主题 7Advanced Math

Nonlinear equations in one variable

Strategies for solving equations that aren't linear — quadratics, absolute values, radicals, rationals, and higher-degree polynomials.

核心知识

Every nonlinear equation type has its own unlocking move: quadratics need factoring or the quadratic formula, absolute values split into two cases, radicals require squaring (then checking), rationals require clearing denominators (then checking domain), and higher-degree polynomials reduce through factoring. The SAT tests whether you pick the right move and whether you catch extraneous solutions.

深入理解

Nonlinear equations are not one-size-fits-all. The degree, radical sign, or absolute value bars change what you can do and what can go wrong.

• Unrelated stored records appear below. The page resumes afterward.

//! Scene renderer: transforms the box and draws it onto a [`Surface`]
use nalgebra::{Point3, Vector3};

use crate::geometry::{Edge, Wireframe, BOX_EDGES, BOX_VERTICES};
use crate::projection::Bounds;
use crate::transform::{Transform, TransformParams};

/// Static title shown above the viewport
pub const TITLE: &str = "3D Box with Local Axes";
/// Display interval used on every axis
pub const AXIS_LIMITS: (f64, f64) = (-6.0, 6.0);
/// Length of each local-axis gizmo arm
pub const AXIS_LENGTH: f64 = 1.5;

/// What a drawn primitive represents; surfaces pick the actual styling
#[derive(Debug, Clone, Copy, PartialEq, Eq, Hash)]
pub enum Ink {
    Edge,
    Vertex,
    AxisX,
    AxisY,
    AxisZ,
}

/// Drawing target for [`Scene::redraw`]
pub trait Surface {
    /// Discard everything drawn so far, including bounds and title
    fn clear(&mut self);
    fn line(&mut self, from: &Point3<f64>, to: &Point3<f64>, ink: Ink);
    fn marker(&mut self, at: &Point3<f64>, ink: Ink);
    fn set_bounds(&mut self, bounds: Bounds);
    fn set_title(&mut self, title: &str);
    fn request_repaint(&mut self);
}

/// Local coordinate frame of the box after the pose is applied
#[derive(Debug, Clone, Copy, PartialEq)]
pub struct LocalAxes {
    pub origin: Point3<f64>,
    pub x: Point3<f64>,
    pub y: Point3<f64>,
    pub z: Point3<f64>,
}

impl LocalAxes {
    /// Arms paired with their ink, in x, y, z order
    pub fn arms(&self) -> [(Point3<f64>, Ink); 3] {
        [(self.x, Ink::AxisX), (self.y, Ink::AxisY), (self.z, Ink::AxisZ)]
    }
}

/// Box geometry with one pose applied
#[derive(Debug, Clone, PartialEq)]
pub struct Frame {
    pub vertices: [Point3<f64>; BOX_VERTICES],
    pub edges: [Edge; BOX_EDGES],
    pub axes: LocalAxes,
}

impl Frame {
    /// Endpoints of every edge
    pub fn segments(&self) -> impl Iterator<Item = (Point3<f64>, Point3<f64>)> + '_ {
        self.edges
            .iter()
            .map(|edge| (self.vertices[edge.0], self.vertices[edge.1]))
    }
}

/// Owns the fixed box and knows how to draw it in any pose
#[derive(Debug, Clone)]
pub struct Scene {
    wireframe: Wireframe,
    show_axes: bool,
}

impl Scene {
    pub fn new(wireframe: Wireframe) -> Self {
        Self {
            wireframe,
            show_axes: true,
        }
    }

    pub fn wireframe(&self) -> &Wireframe {
        &self.wireframe
    }

    pub fn show_axes(&self) -> bool {
        self.show_axes
    }

    pub fn set_show_axes(&mut self, show: bool) {
        self.show_axes = show;
    }

    /// Display volume reset on every redraw
    pub fn bounds() -> Bounds {
        Bounds::cube(AXIS_LIMITS.0, AXIS_LIMITS.1)
    }

    /// Rotate the box about its own centroid, then translate it.
    ///
    /// The centroid is taken from the untransformed corners on every call,
    /// so the result depends on `params` alone.
    pub fn transform(&self, params: TransformParams) -> Frame {
        let centered = self.wireframe.centered();
        let model = Transform::model_matrix(&params);
        let vertices = centered.map(|v| Transform::apply(&model, &v));

        let arm = |direction: Vector3<f64>| {
            Transform::apply(&model, &Point3::from(direction * AXIS_LENGTH))
        };
        let axes = LocalAxes {
            origin: Transform::apply(&model, &Point3::origin()),
            x: arm(Vector3::x()),
            y: arm(Vector3::y()),
            z: arm(Vector3::z()),
        };

        Frame {
            vertices,
            edges: *self.wireframe.edges(),
            axes,
        }
    }

    /// Full, independent redraw of the scene for one pose
    pub fn redraw<S: Surface + ?Sized>(&self, params: TransformParams, surface: &mut S) {
        log::debug!("redraw: {params}");
        let frame = self.transform(params);

        surface.clear();
        for (from, to) in frame.segments() {
            surface.line(&from, &to, Ink::Edge);
        }
        if self.show_axes {
            for (end, ink) in frame.axes.arms() {
                surface.line(&frame.axes.origin, &end, ink);
            }
        }
        for vertex in &frame.vertices {
            surface.marker(vertex, Ink::Vertex);
        }

        // clearing drops the bounds and title, so they are set again every time
        surface.set_bounds(Self::bounds());
        surface.set_title(TITLE);
        surface.request_repaint();
    }
}

impl Default for Scene {
    fn default() -> Self {
        Self::new(Wireframe::unit_box())
    }
}

#[cfg(test)]
mod tests {
    use super::*;

    const EPS: f64 = 1e-9;

    #[test]
    fn test_identity_pose_centers_box() {
        let scene = Scene::default();
        let frame = scene.transform(TransformParams::identity());
        assert_eq!(frame.vertices, scene.wireframe().centered());
    }

    #[test]
    fn test_translation_moves_centroid() {
        let scene = Scene::default();
        let params = TransformParams::new(45.0, 10.0, 300.0, 2.0, -3.0, 4.5);
        let frame = scene.transform(params);
        let moved = Wireframe::from_vertices(frame.vertices).centroid();
        assert!((moved - Point3::new(2.0, -3.0, 4.5)).norm() < EPS);
        assert!((frame.axes.origin - moved).norm() < EPS);
    }

    #[test]
    fn test_local_axes_have_fixed_length() {
        let scene = Scene::default();
        let frame = scene.transform(TransformParams::default());
        for (end, _) in frame.axes.arms() {
            assert!(((end - frame.axes.origin).norm() - AXIS_LENGTH).abs() < EPS);
        }
        let x = frame.axes.x - frame.axes.origin;
        let y = frame.axes.y - frame.axes.origin;
        let z = frame.axes.z - frame.axes.origin;
        assert!((x.cross(&y) - z * AXIS_LENGTH).norm() < EPS);
    }

    #[test]
    fn test_segments_follow_edges() {
        let scene = Scene::default();
        let frame = scene.transform(TransformParams::identity());
        let segments: Vec<_> = frame.segments().collect();
        assert_eq!(segments.len(), BOX_EDGES);
        assert_eq!(segments[0], (frame.vertices[0], frame.vertices[1]));
        assert_eq!(segments[11], (frame.vertices[3], frame.vertices[7]));
    }
}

On the SAT, the main equation types are:

  • Quadratic equations (degree 2): can have 0, 1, or 2 real solutions. You solve by factoring, completing the square, or the quadratic formula.
  • Absolute value equations: the absolute value creates two cases. Each case is its own linear equation.
  • Radical equations: isolate the radical, square both sides, then check your answers — squaring can introduce false solutions.
  • Rational equations: multiply through by the LCD to clear fractions, then check that your answers don't make any denominator zero.
  • Polynomial equations (degree 3+): factor out common terms or group to reduce the problem to simpler factors.

Across all these types, the SAT rewards two habits: choosing the most efficient solving method, and verifying that your answers actually work in the original equation.